Nuova vittoria dei buonisti: dichiarati illegali i respingimenti dei migranti

Una sentenza del tribunale civile di Roma ha dichiarato illegali i respingimenti: i migranti fatti tornare in Libia dall'Italia potranno chiedere protezione internazionale ed un risarcimento dei danni

Nuova vittoria dei buonisti: dichiarati illegali i respingimenti dei migranti

I fatti risalgono ad una delle prime applicazioni dell’accordo sottoscritto a Bengasi tra la Libia di Gheddafi e l’Italia, allora rappresentata dal premier Silvio Berlusconi.

Era il 27 giugno 2009, un gruppo di 89 persone a bordo di un barcone partito dalle coste libiche, era giunto in prossimità delle acque italiane. Il motore di quel mezzo era andato in avaria, così chi era a bordo ha lanciato l’Sos, raccolto da una nave militare italiana.

Il nostro mezzo ha intercettato il barcone e soccorso i migranti ma, per la prima volta dall’entrata in vigore del trattato d’amicizia con Tripoli, tutte le 89 persone non sono state portate in Italia. Al contrario, i migranti sono stati accompagnati nuovamente in Libia, da dove erano partiti nel tentativo di approdare lungo le nostre coste.

Si è trattato di fatto del primo vero respingimento. E l’allora ministro dell’interno, il leghista Roberto Maroni, ha parlato di vera e propria svolta storica: “Ecco un nuovo modello di contrasto in mare per chi cerca di arrivare illegalmente”, tuonava il titolare del Viminale durante il Berlusconi IV.

A distanza di più di dieci anni, è arrivata una sentenza che dà diritto agli 89 migranti respinti di chiedere risarcimento e di rientrare in Italia per presentare domanda di protezione internazionale. In poche parole, da adesso i respingimenti sono considerati illegali.

A sentenziarlo è stato il 28 novembre scorso il tribunale civile di Roma. I giudici hanno accolto le rimostranze di numerose associazioni, tra cui Asgi ed Amnesty International, secondo cui respingere i migranti e portarli dal paese in cui si è partiti viola i principi di rispetto dei diritti umani.

Asgi ed Amnesty in particolare, nel 2016 hanno presentato un ricorso proprio sul caso del giugno del 2009, sostenendo le ragioni sopra riportate. Dopo più di tre anni di dibattimento, come detto la sentenza ha dato ragione alle associazioni.

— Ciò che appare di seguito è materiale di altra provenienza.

/// Bounded stdout/stderr collection
///
/// One reader thread per stream forwards chunks over a channel in write order.
/// When a stream reaches its cap the reader keeps exactly `cap` bytes, stops
/// reading and hands the still-open pipe back to the collector. The writer
/// then blocks on a full pipe instead of dying of SIGPIPE, and the pipe is
/// closed only at `finish`, after the process group is gone.
use crate::config::types::Result;
use crate::core::types::CapturedOutput;
use crossbeam_channel::{unbounded, Receiver, RecvTimeoutError, Sender};
use std::fs::File;
use std::io::{ErrorKind, Read};
use std::thread;
use std::time::Instant;

const CHUNK_SIZE: usize = 8192;

enum StreamEvent {
    Chunk(Vec<u8>),
    /// Cap reached; the pipe is parked here so it stays open
    Capped { at: Instant, pipe: File },
    Eof,
    Failed(std::io::Error),
}

fn read_stream(mut pipe: File, cap: usize, tx: Sender<StreamEvent>) {
    let mut buf = vec![0u8; CHUNK_SIZE];
    let mut total = 0usize;

    loop {
        let remaining = cap - total;
        // One byte past the cap is enough to tell "exactly cap" from "more than cap"
        let want = (remaining + 1).min(CHUNK_SIZE);
        match pipe.read(&mut buf[..want]) {
            Ok(0) => {
                let _ = tx.send(StreamEvent::Eof);
                return;
            }
            Ok(n) if n > remaining => {
                if remaining > 0 {
                    let _ = tx.send(StreamEvent::Chunk(buf[..remaining].to_vec()));
                }
                let _ = tx.send(StreamEvent::Capped {
                    at: Instant::now(),
                    pipe,
                });
                return;
            }
            Ok(n) => {
                total += n;
                if tx.send(StreamEvent::Chunk(buf[..n].to_vec())).is_err() {
                    return;
                }
            }
            Err(e) if e.kind() == ErrorKind::Interrupted => continue,
            Err(e) => {
                let _ = tx.send(StreamEvent::Failed(e));
                return;
            }
        }
    }
}

/// Collected state of one stream
#[derive(Default)]
struct StreamState {
    data: Vec<u8>,
    capped_at: Option<Instant>,
    parked: Option<File>,
}

struct StreamReader {
    name: &'static str,
    rx: Receiver<StreamEvent>,
}

impl StreamReader {
    fn spawn(name: &'static str, pipe: File, cap: usize) -> Result<Self> {
        let (tx, rx) = unbounded();
        thread::Builder::new()
            .name(format!("runbox-{}", name))
            .spawn(move || read_stream(pipe, cap, tx))?;
        Ok(Self { name, rx })
    }

    /// Drain until EOF, cap, or `deadline`
    fn drain(self, deadline: Instant) -> StreamState {
        let mut state = StreamState::default();
        loop {
            match self.rx.recv_deadline(deadline) {
                Ok(StreamEvent::Chunk(bytes)) => state.data.extend_from_slice(&bytes),
                Ok(StreamEvent::Capped { at, pipe }) => {
                    state.capped_at = Some(at);
                    state.parked = Some(pipe);
                    break;
                }
                Ok(StreamEvent::Eof) => break,
                Ok(StreamEvent::Failed(e)) => {
                    log::warn!("{} reader failed: {}", self.name, e);
                    break;
                }
                Err(RecvTimeoutError::Timeout) => {
                    log::warn!(
                        "{} still open after drain deadline; keeping {} bytes",
                        self.name,
                        state.data.len()
                    );
                    break;
                }
                Err(RecvTimeoutError::Disconnected) => break,
            }
        }
        state
    }
}

/// Concurrent, capped collector for one execution's stdout and stderr.
pub struct OutputCollector {
    stdout: StreamReader,
    stderr: StreamReader,
}

impl OutputCollector {
    /// Start reader threads. `cap` applies to each stream independently.
    pub fn start(stdout: File, stderr: File, cap: usize) -> Result<Self> {
        Ok(Self {
            stdout: StreamReader::spawn("stdout", stdout, cap)?,
            stderr: StreamReader::spawn("stderr", stderr, cap)?,
        })
    }

    /// Freeze the output. Waits for both streams no later than `deadline`.
    pub fn finish(self, deadline: Instant) -> CapturedOutput {
        let stdout = self.stdout.drain(deadline);
        let stderr = self.stderr.drain(deadline);

        // Parked pipes close here
        drop(stdout.parked);
        drop(stderr.parked);

        CapturedOutput {
            stdout_truncated: stdout.capped_at.is_some(),
            stderr_truncated: stderr.capped_at.is_some(),
            stdout_capped_at: stdout.capped_at,
            stderr_capped_at: stderr.capped_at,
            stdout: stdout.data,
            stderr: stderr.data,
        }
    }
}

E certamente non mancherà di costituire un precedente giuridico importante. Da ora in poi, chiunque pensi di attuare in futuro dei respingimenti dovrà imbattersi con il quadro giurisprudenziale emerso dalla sentenza del 28 novembre scorso. E di fatto quello che all’epoca ha rappresentato il primo caso di respingimento, adesso è diventato il caso scuola contro questa pratica.

Roma e Tripoli all’epoca hanno concordato una linea precisa sui respingimenti nel contesto più generale della lotta all’immigrazione clandestina, inaugurata dal trattato tra i due paesi. La posizione dell’allora governo italiano era abbastanza chiara: la Libia era un paese in grado di accogliere chi veniva respinto, dunque lo strumento dei respingimenti poteva fungere da deterrente per nuove partenze. Ed in effetti, nel biennio 2009 – 2010 anche per questo motivo gli sbarchi dalla Libia erano quasi azzerati.

Con lo scoppio della guerra nel 2011 nel paese nordafricano, i respingimenti non sono più stati attuati nella forma vista nel giugno 2009. Molti migranti sono stati sì respinti verso la Libia, ma dalla stessa Guardia Costiera libica, non da navi militari italiane.

La sentenza tuttavia potrebbe rappresentare un precedente valevole sia per eventuali accordi con altri governi, come ad esempio quello tunisino, sia per un futuro dove la Libia torni ad essere un paese in pace.

Inoltre, la sentenza potrebbe valere per lo Stato diversi milioni di Euro di risarcimenti da erogare a chi è stato respinto in quegli anni e non solo dunque agli 89 tornati in Libia il 27 giugno 2009.